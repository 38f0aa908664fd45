//! Generic rectangular container of optional occupants.

use super::error::GridError;
use super::types::Position;

/// Something that can stand on a [`Grid`] and remembers where it stands.
pub trait Occupant {
    /// Record the cell now holding this occupant, or `None` once removed
    fn set_position(&mut self, position: Option<Position>);
}

/// A `rows × columns` grid holding at most one occupant per cell.
///
/// The grid owns its occupants; `place` and `remove` keep each occupant's
/// recorded position equal to the cell that holds it.
#[derive(Clone, Debug, PartialEq, Eq)]
pub struct Grid<T> {
    rows: usize,
    columns: usize,
    cells: Vec<Option<T>>,
}

impl<T: Occupant> Grid<T> {
    /// Create an empty grid
    pub fn new(rows: usize, columns: usize) -> Result<Self, GridError> {
        if rows == 0 || columns == 0 {
            return Err(GridError::InvalidDimensions { rows, columns });
        }
        let mut cells = Vec::with_capacity(rows * columns);
        cells.resize_with(rows * columns, || None);
        Ok(Grid {
            rows,
            columns,
            cells,
        })
    }

    #[inline]
    #[must_use]
    pub const fn rows(&self) -> usize {
        self.rows
    }

    #[inline]
    #[must_use]
    pub const fn columns(&self) -> usize {
        self.columns
    }

    /// Returns true if `position` lies on the grid
    #[inline]
    #[must_use]
    pub fn contains(&self, position: Position) -> bool {
        position.row() < self.rows && position.column() < self.columns
    }

    /// Occupant of `position`, if any
    pub fn get(&self, position: Position) -> Result<Option<&T>, GridError> {
        let idx = self.index_of(position)?;
        Ok(self.cells[idx].as_ref())
    }

    /// Returns true if a piece stands on `position`
    pub fn occupied(&self, position: Position) -> Result<bool, GridError> {
        Ok(self.get(position)?.is_some())
    }

    /// Put `piece` on an empty cell and record the cell on the piece
    pub fn place(&mut self, mut piece: T, position: Position) -> Result<(), GridError> {
        let idx = self.index_of(position)?;
        if self.cells[idx].is_some() {
            return Err(GridError::OccupiedCell { position });
        }
        piece.set_position(Some(position));
        self.cells[idx] = Some(piece);
        Ok(())
    }

    /// Take the occupant off `position`, clearing its recorded position.
    /// An empty cell yields `Ok(None)`.
    pub fn remove(&mut self, position: Position) -> Result<Option<T>, GridError> {
        let idx = self.index_of(position)?;
        Ok(self.cells[idx].take().map(|mut piece| {
            piece.set_position(None);
            piece
        }))
    }

    /// Occupants with their cells, row by row
    pub fn iter(&self) -> impl Iterator<Item = (Position, &T)> + '_ {
        let columns = self.columns;
        self.cells.iter().enumerate().filter_map(move |(idx, cell)| {
            cell.as_ref()
                .map(|piece| (Position::new(idx / columns, idx % columns), piece))
        })
    }

    #[inline]
    fn index_of(&self, position: Position) -> Result<usize, GridError> {
        if self.contains(position) {
            Ok(position.row() * self.columns + position.column())
        } else {
            Err(GridError::OutOfBounds { position })
        }
    }
}
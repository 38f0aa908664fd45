//! Piece, piece kind and color types.

use std::fmt;

#[cfg(feature = "serde")]
use serde::{Deserialize, Serialize};

use super::square::Position;
use crate::board::grid::Occupant;

/// The six chess piece kinds.
#[derive(Clone, Copy, PartialEq, Eq, Hash, Debug)]
#[cfg_attr(feature = "serde", derive(Serialize, Deserialize))]
pub enum PieceKind {
    Pawn,
    Rook,
    Knight,
    Bishop,
    Queen,
    King,
}

impl PieceKind {
    /// Uppercase letter used on boards and in promotion prompts
    #[inline]
    #[must_use]
    pub const fn letter(self) -> char {
        match self {
            PieceKind::Pawn => 'P',
            PieceKind::Rook => 'R',
            PieceKind::Knight => 'N',
            PieceKind::Bishop => 'B',
            PieceKind::Queen => 'Q',
            PieceKind::King => 'K',
        }
    }

    /// Parse a promotion choice. Only `B`, `N`, `R` and `Q` are accepted.
    #[must_use]
    pub fn from_promotion_letter(letter: &str) -> Option<PieceKind> {
        match letter {
            "B" => Some(PieceKind::Bishop),
            "N" => Some(PieceKind::Knight),
            "R" => Some(PieceKind::Rook),
            "Q" => Some(PieceKind::Queen),
            _ => None,
        }
    }
}

/// Kinds a pawn may be promoted to, default first
pub(crate) const PROMOTION_KINDS: [PieceKind; 4] = [
    PieceKind::Queen,
    PieceKind::Rook,
    PieceKind::Bishop,
    PieceKind::Knight,
];

/// Chess colors.
#[derive(Clone, Copy, PartialEq, Eq, Hash, Debug)]
#[cfg_attr(feature = "serde", derive(Serialize, Deserialize))]
pub enum Color {
    White,
    Black,
}

impl Color {
    /// Both colors, White first
    pub const BOTH: [Color; 2] = [Color::White, Color::Black];

    /// Returns the opposite color
    #[inline]
    #[must_use]
    pub const fn opponent(self) -> Color {
        match self {
            Color::White => Color::Black,
            Color::Black => Color::White,
        }
    }

    /// Row step of a pawn advance. Rank 8 is row 0, so White moves up
    /// the grid towards smaller rows.
    #[inline]
    #[must_use]
    pub(crate) const fn pawn_direction(self) -> isize {
        match self {
            Color::White => -1,
            Color::Black => 1,
        }
    }

    /// Row a pawn promotes on (rank 8 for White, rank 1 for Black)
    #[inline]
    #[must_use]
    pub(crate) const fn promotion_row(self) -> usize {
        match self {
            Color::White => 0,
            Color::Black => 7,
        }
    }
}

impl fmt::Display for Color {
    fn fmt(&self, f: &mut fmt::Formatter<'_>) -> fmt::Result {
        match self {
            Color::White => write!(f, "White"),
            Color::Black => write!(f, "Black"),
        }
    }
}

/// Stable identity of a piece within one match.
#[derive(Clone, Copy, PartialEq, Eq, Hash, Debug, PartialOrd, Ord)]
#[cfg_attr(feature = "serde", derive(Serialize, Deserialize))]
pub struct PieceId(pub u16);

/// A chess piece.
///
/// The piece records where it stands; the grid keeps that record in sync
/// through [`Occupant`]. A captured piece has no position.
#[derive(Clone, Copy, PartialEq, Eq, Debug)]
#[cfg_attr(feature = "serde", derive(Serialize, Deserialize))]
pub struct Piece {
    pub(crate) id: PieceId,
    pub(crate) kind: PieceKind,
    pub(crate) color: Color,
    pub(crate) position: Option<Position>,
    pub(crate) move_count: u32,
}

impl Piece {
    #[must_use]
    pub(crate) const fn new(id: PieceId, kind: PieceKind, color: Color) -> Self {
        Piece {
            id,
            kind,
            color,
            position: None,
            move_count: 0,
        }
    }

    #[inline]
    #[must_use]
    pub const fn id(&self) -> PieceId {
        self.id
    }

    #[inline]
    #[must_use]
    pub const fn kind(&self) -> PieceKind {
        self.kind
    }

    #[inline]
    #[must_use]
    pub const fn color(&self) -> Color {
        self.color
    }

    /// Current square, or `None` once captured
    #[inline]
    #[must_use]
    pub const fn position(&self) -> Option<Position> {
        self.position
    }

    /// Number of times this piece has moved (castling rook relocations count)
    #[inline]
    #[must_use]
    pub const fn move_count(&self) -> u32 {
        self.move_count
    }

    /// Board character: uppercase for White, lowercase for Black
    #[must_use]
    pub fn symbol(&self) -> char {
        let c = self.kind.letter();
        if self.color == Color::White {
            c
        } else {
            c.to_ascii_lowercase()
        }
    }
}

impl Occupant for Piece {
    fn set_position(&mut self, position: Option<Position>) {
        self.position = position;
    }
}

impl fmt::Display for Piece {
    fn fmt(&self, f: &mut fmt::Formatter<'_>) -> fmt::Result {
        write!(f, "{}", self.symbol())
    }
}

#[cfg(test)]
mod tests {
    use super::*;

    #[test]
    fn test_symbols() {
        let white = Piece::new(PieceId(0), PieceKind::Knight, Color::White);
        let black = Piece::new(PieceId(1), PieceKind::Knight, Color::Black);
        assert_eq!(white.symbol(), 'N');
        assert_eq!(black.symbol(), 'n');
        assert_eq!(black.to_string(), "n");
    }

    #[test]
    fn test_promotion_letters() {
        for kind in PROMOTION_KINDS {
            let letter = kind.letter().to_string();
            assert_eq!(PieceKind::from_promotion_letter(&letter), Some(kind));
        }
        assert_eq!(PieceKind::from_promotion_letter("K"), None);
        assert_eq!(PieceKind::from_promotion_letter("P"), None);
        assert_eq!(PieceKind::from_promotion_letter("n"), None);
        assert_eq!(PieceKind::from_promotion_letter("QQ"), None);
    }

    #[test]
    fn test_pawns_advance_towards_promotion_row() {
        assert_eq!(Color::White.pawn_direction(), -1);
        assert_eq!(Color::White.promotion_row(), 0);
        assert_eq!(Color::Black.pawn_direction(), 1);
        assert_eq!(Color::Black.promotion_row(), 7);
        assert_eq!(Color::White.opponent(), Color::Black);
    }
}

#### [What to work on]
Pull out all lines of the data with the string "PartialEq".

#### [Exercise output]
#[derive(Clone, Debug, PartialEq, Eq)]
#[derive(Clone, Copy, PartialEq, Eq, Hash, Debug)]
#[derive(Clone, Copy, PartialEq, Eq, Hash, Debug)]
#[derive(Clone, Copy, PartialEq, Eq, Hash, Debug, PartialOrd, Ord)]
#[derive(Clone, Copy, PartialEq, Eq, Debug)]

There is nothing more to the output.